# [WHAT YOU SHOULD DO]
Collect every line of the records below that contains the word "file".

DATA Start Marker

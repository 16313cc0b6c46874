//! GPU textures and texture creation utilities.
//!
//! This module provides [`Texture`], a wrapper around WGPU GPU texture resources,
//! and helper methods for creating depth textures, float data textures, float
//! render targets and material maps decoded from image data.

use anyhow::*;
use image::{GenericImageView, ImageFormat, load_from_memory_with_format};

/// A GPU texture with a view and optional sampler.
///
/// Wraps WGPU texture objects along with associated views and samplers.
/// Textures are used for color maps, normal maps, depth, and other data
/// bound to shaders. Typically created via [`from_bytes`](Self::from_bytes) or
/// via [`create_depth_texture`](Self::create_depth_texture).
#[derive(Clone, Debug)]
pub struct Texture {
    #[allow(unused)]
    pub texture: wgpu::Texture,
    pub view: wgpu::TextureView,
    pub sampler: Option<wgpu::Sampler>,
}

impl Texture {
    /// Standard depth buffer texture format (32-bit float).
    pub const DEPTH_FORMAT: wgpu::TextureFormat = wgpu::TextureFormat::Depth32Float;

    /// Create a depth texture for depth-testing during rendering.
    ///
    /// Depth textures are required for proper depth-testing to determine which objects
    /// are in front of others. The returned texture is suitable for use as a
    /// `RENDER_ATTACHMENT` in render passes.
    ///
    /// # Arguments
    ///
    /// * `size` is [width, height] of the texture in pixels
    /// * `label` is used as a debug label for the GPU resource
    pub fn create_depth_texture(device: &wgpu::Device, size: [u32; 2], label: &str) -> Self {
        let size = wgpu::Extent3d {
            width: size[0].max(1),
            height: size[1].max(1),
            depth_or_array_layers: 1,
        };
        let desc = wgpu::TextureDescriptor {
            label: Some(label),
            size,
            mip_level_count: 1,
            sample_count: 1,
            dimension: wgpu::TextureDimension::D2,
            format: Self::DEPTH_FORMAT,
            usage: wgpu::TextureUsages::RENDER_ATTACHMENT | wgpu::TextureUsages::TEXTURE_BINDING,
            view_formats: &[Self::DEPTH_FORMAT],
        };
        let texture = device.create_texture(&desc);
        let view = texture.create_view(&wgpu::TextureViewDescriptor::default());
        let sampler = Some(device.create_sampler(&wgpu::SamplerDescriptor {
            address_mode_u: wgpu::AddressMode::Repeat,
            address_mode_v: wgpu::AddressMode::Repeat,
            address_mode_w: wgpu::AddressMode::Repeat,
            mag_filter: wgpu::FilterMode::Linear,
            min_filter: wgpu::FilterMode::Linear,
            mipmap_filter: wgpu::MipmapFilterMode::Nearest,
            compare: Some(wgpu::CompareFunction::LessEqual),
            lod_min_clamp: 0.0,
            lod_max_clamp: 100.0,
            ..Default::default()
        }));

        Self {
            texture,
            view,
            sampler,
        }
    }

    /// Texel format of data textures and pick targets.
    pub const FLOAT_FORMAT: wgpu::TextureFormat = wgpu::TextureFormat::Rgba32Float;

    /// Square RGBA32F texture holding `side * side` records read with
    /// `textureLoad`. Float32 textures are not filterable, so no sampler.
    pub fn create_data_texture(device: &wgpu::Device, side: u32, label: &str) -> Self {
        let texture = device.create_texture(&wgpu::TextureDescriptor {
            label: Some(label),
            size: wgpu::Extent3d {
                width: side.max(1),
                height: side.max(1),
                depth_or_array_layers: 1,
            },
            mip_level_count: 1,
            sample_count: 1,
            dimension: wgpu::TextureDimension::D2,
            format: Self::FLOAT_FORMAT,
            usage: wgpu::TextureUsages::TEXTURE_BINDING | wgpu::TextureUsages::COPY_DST,
            view_formats: &[],
        });
        let view = texture.create_view(&wgpu::TextureViewDescriptor::default());
        Self {
            texture,
            view,
            sampler: None,
        }
    }

    /// RGBA32F render target that can be copied back to the CPU.
    pub fn create_float_target(device: &wgpu::Device, size: [u32; 2], label: &str) -> Self {
        let texture = device.create_texture(&wgpu::TextureDescriptor {
            label: Some(label),
            size: wgpu::Extent3d {
                width: size[0].max(1),
                height: size[1].max(1),
                depth_or_array_layers: 1,
            },
            mip_level_count: 1,
            sample_count: 1,
            dimension: wgpu::TextureDimension::D2,
            format: Self::FLOAT_FORMAT,
            usage: wgpu::TextureUsages::RENDER_ATTACHMENT | wgpu::TextureUsages::COPY_SRC,
            view_formats: &[],
        });
        let view = texture.create_view(&wgpu::TextureViewDescriptor::default());
        Self {
            texture,
            view,
            sampler: None,
        }
    }

    /// Load a texture from raw byte data (image file contents).
    ///
    /// # Arguments
    ///
    /// * `bytes` represent raw image file data (PNG, JPEG, etc.)
    /// * `label` is used as a debug name for the GPU resource
    /// * `format`  is an optional file format hint (e.g., "png"). If None, auto-detect.
    /// * `is_normal_map` toggles between sRGB (false) and linear (true) color space
    pub fn from_bytes(
        device: &wgpu::Device,
        queue: &wgpu::Queue,
        bytes: &[u8],
        label: &str,
        format: Option<&str>,
        is_normal_map: bool,
    ) -> Result<Self> {
        let img = match format {
            None => image::load_from_memory(bytes)?,
            Some(fmt) => {
                let format = ImageFormat::from_extension(fmt)
                    .ok_or_else(|| anyhow!("unknown image format {fmt:?} for {label}"))?;
                load_from_memory_with_format(bytes, format)?
            }
        };
        Self::from_image(device, queue, &img, Some(label), is_normal_map)
    }

    pub fn from_image(
        device: &wgpu::Device,
        queue: &wgpu::Queue,
        img: &image::DynamicImage,
        label: Option<&str>,
        is_normal_map: bool,
    ) -> Result<Self> {
        let dimensions = img.dimensions();
        let rgba = img.to_rgba8();

        let size = wgpu::Extent3d {
            width: dimensions.0,
            height: dimensions.1,
            depth_or_array_layers: 1,
        };
        let format = if is_normal_map {
            wgpu::TextureFormat::Rgba8Unorm
        } else {
            wgpu::TextureFormat::Rgba8UnormSrgb
        };
        let texture = device.create_texture(&wgpu::TextureDescriptor {
            label,
            size,
            mip_level_count: 1,
            sample_count: 1,
            dimension: wgpu::TextureDimension::D2,
            format,
            usage: wgpu::TextureUsages::TEXTURE_BINDING | wgpu::TextureUsages::COPY_DST,
            view_formats: &[],
        });

        queue.write_texture(
            wgpu::TexelCopyTextureInfo {
                aspect: wgpu::TextureAspect::All,
                texture: &texture,
                mip_level: 0,
                origin: wgpu::Origin3d::ZERO,
            },
            &rgba,
            wgpu::TexelCopyBufferLayout {
                offset: 0,
                bytes_per_row: Some(4 * dimensions.0),
                rows_per_image: Some(dimensions.1),
            },
            size,
        );

        let view = texture.create_view(&wgpu::TextureViewDescriptor::default());
        let sampler = Some(device.create_sampler(&wgpu::SamplerDescriptor {
            address_mode_u: wgpu::AddressMode::Repeat,
            address_mode_v: wgpu::AddressMode::Repeat,
            address_mode_w: wgpu::AddressMode::Repeat,
            mag_filter: wgpu::FilterMode::Linear,
            min_filter: wgpu::FilterMode::Linear,
            mipmap_filter: wgpu::MipmapFilterMode::Linear,
            ..Default::default()
        }));

        Ok(Self {
            texture,
            view,
            sampler,
        })
    }
}

pub fn create_default_sampler(device: &wgpu::Device) -> wgpu::Sampler {
    device.create_sampler(&wgpu::SamplerDescriptor {
        address_mode_u: wgpu::AddressMode::Repeat,
        address_mode_v: wgpu::AddressMode::Repeat,
        address_mode_w: wgpu::AddressMode::Repeat,
        mag_filter: wgpu::FilterMode::Linear,
        min_filter: wgpu::FilterMode::Linear,
        mipmap_filter: wgpu::MipmapFilterMode::Linear,
        ..Default::default()
    })
}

DATA End Marker

# [SOLUTION FOR THIS EXERCISE]
    /// Load a texture from raw byte data (image file contents).
    /// * `bytes` represent raw image file data (PNG, JPEG, etc.)
    /// * `format`  is an optional file format hint (e.g., "png"). If None, auto-detect.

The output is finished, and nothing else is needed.